А. М. Ледовский также отмечал, что и Москва, и наше посольство в Нанкине были весьма удивлены столь быстрой и негативной реакцией США, поскольку имелись веские основания полагать, что предложение Нанкина о посредничестве было согласовано с представителями правительства США. В этой связи в Москве возникло подозрение, что это произошло в результате утечки информации о переписке между Сталиным и Мао Цзэдуном. Об этом А. И. Микоян сказал Мао Цзэдуну в беседе 3 февраля 1949 года, при которой присутствовали также Чжоу Эньлай, Лю Шаоци, Чжу Дэ и Жэнь Биши. Он напомнил, что в телеграмме от 10 января по поводу обращения нанкинского правительства Сталин предупредил о необходимости сохранения обмена мнениями между Москвой и ЦК КПК по этому вопросу в строгой тайне. А. И. Микоян сказал Мао Цзэдуну и его коллегам: «Нам известно, что Англия, Америка и Франция стояли за то, чтобы взять на себя функции посредничества между Гоминьданом и КПК. Позже, каким-то образом узнав, что СССР и КПК против иностранного посредничества, эти державы, не желая осрамиться, изменили свою позицию и отказались от посредничества. В связи с этим необходимо серьезно заняться вопросами конспирации и заинтересоваться, нет ли среди окружающих КПК болтающих людей, через которых эта информация могла попасть к американцам». [202] В телеграмме в Москву об этой беседе А. И. Микоян писал: «Мао Цзэдун совершенно отклонил такую возможность, ибо, как он заметил, такие серьезные вопросы и, в частности, переписка с Москвой бывают известны только присутствующим членам ЦК, одному переводчику Ши Чжэ и тов. Теребину. Указанные лица совершенно надежны, и в них он не сомневается. Что касается данного случая, он заявил, что англо-американцы еще до того, как была известна наша позиция, открыто писали, что СССР и КПК будут против посредничества. Я ответил, — подчеркнул А. И. Микоян, — что тогда это могло быть только их предположением, однако западные державы поспешили отказаться от посредничества после того, как они получили достоверные сведения о нашей позиции. Мао Цзэдун повторил, что не исключена (Так в тексте. По смыслу следует: исключена.) возможность просачивания информации из окружения КПК». [203]

При встрече А. И. Микояна с Чжоу Эньлаем и Чжу Дэ 1 февраля 1949 года Чжоу Эньлай попросил разъяснить мотивы, которыми руководствовался СССР, дав указание советскому послу передислоцироваться в Гуанчжоу вместе с правительством Китайской Республики, оставившим Нанкин.

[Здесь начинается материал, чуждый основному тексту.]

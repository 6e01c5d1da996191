//! HTML pages for the public item link

use chrono::DateTime;
use findmystuff_storage::item::Item;
use serde::Serialize;
use tera::{Context, Tera};

const BASE_TEMPLATE: &str = include_str!("../templates/base.html");
const VIEW_ITEM_TEMPLATE: &str = include_str!("../templates/view_item.html");
const NOT_FOUND_TEMPLATE: &str = include_str!("../templates/notfound.html");
const ERROR_TEMPLATE: &str = include_str!("../templates/error.html");

/// Served when a template itself fails to render
pub const FALLBACK_ERROR_PAGE: &str = "<!doctype html><html lang=\"en\"><head><meta charset=\"utf-8\"><title>Error - FindMyStuff</title></head><body><h1>Something went wrong</h1></body></html>";

#[derive(Serialize)]
struct ItemView<'a> {
    name: &'a str,
    description: &'a str,
    image_url: &'a str,
    unique_id: &'a str,
    uploaded_at: String,
}

impl<'a> From<&'a Item> for ItemView<'a> {
    fn from(item: &'a Item) -> Self {
        let uploaded_at = DateTime::from_timestamp(item.uploaded_at, 0).map_or_else(
            || item.uploaded_at.to_string(),
            |at| at.format("%d %b %Y, %H:%M UTC").to_string(),
        );

        Self {
            name: &item.name,
            description: &item.description,
            image_url: &item.image_url,
            unique_id: &item.unique_id,
            uploaded_at,
        }
    }
}

/// Compiled templates for the item, not-found and error pages
pub struct ItemPages {
    tera: Tera,
}

impl ItemPages {
    /// Compiles the embedded templates
    ///
    /// # Errors
    ///
    /// Returns an error if a template does not parse
    pub fn new() -> tera::Result<Self> {
        let mut tera = Tera::default();
        tera.add_raw_templates(vec![
            ("base.html", BASE_TEMPLATE),
            ("view_item.html", VIEW_ITEM_TEMPLATE),
            ("notfound.html", NOT_FOUND_TEMPLATE),
            ("error.html", ERROR_TEMPLATE),
        ])?;

        Ok(Self { tera })
    }

    /// Renders the detail page of an item
    ///
    /// # Errors
    ///
    /// Returns an error if rendering fails
    pub fn item(&self, item: &Item) -> tera::Result<String> {
        let mut context = Context::new();
        context.insert("item", &ItemView::from(item));
        self.tera.render("view_item.html", &context)
    }

    /// Renders the page shown for an unknown item code
    ///
    /// # Errors
    ///
    /// Returns an error if rendering fails
    pub fn not_found(&self, message: &str) -> tera::Result<String> {
        self.render_message("notfound.html", message)
    }

    /// Renders the page shown when the catalog could not be queried
    ///
    /// # Errors
    ///
    /// Returns an error if rendering fails
    pub fn error(&self, message: &str) -> tera::Result<String> {
        self.render_message("error.html", message)
    }

    fn render_message(&self, template: &str, message: &str) -> tera::Result<String> {
        let mut context = Context::new();
        context.insert("message", message);
        self.tera.render(template, &context)
    }
}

А. М. Дедовский вспоминал, что 18 января 1949 года МИД Китайской Республики известил все посольства и миссии зарубежных стран, что 21 января правительство Китайской Республики переезжает из Нанкина в Гуанчжоу и предлагает им последовать туда же. Из всех глав дипломатических представительств только советский посол последовал этому предложению. Вместе с послом в Гуанчжоу переехала основная часть работников посольства. В Нанкине была оставлена небольшая группа сотрудников МИД и некоторых других советских ведомств, которая находилась там вплоть до образования КНР. Дипломатические представительства других стран оставались в Нанкине. В частности, там находился вплоть до августа 1949 года, то есть уже тогда, когда Нанкин был под властью КПК, и посол США Дж. Л. Стюарт.

А. И. Микоян в упомянутой беседе с Чжоу Эньлаем «разъяснил, что это закономерно, ибо в Китае пока имеется только одно правительство, при котором аккредитован наш посол, и естественно, что он переехал вместе с китайским правительством в Кантон (Гуанчжоу), оставив часть посольства в Нанкине. По существу это не только не нанесет ущерба нашему общему делу, а, наоборот, поможет ему». [204]

А. М. Ледовский также отмечал, что важное место в беседах А. И. Микояна в Сибайпо занимало обсуждение планов военнополитической деятельности КПК и НОАК, вопроса о средствах и источниках их материально-технической поддержки.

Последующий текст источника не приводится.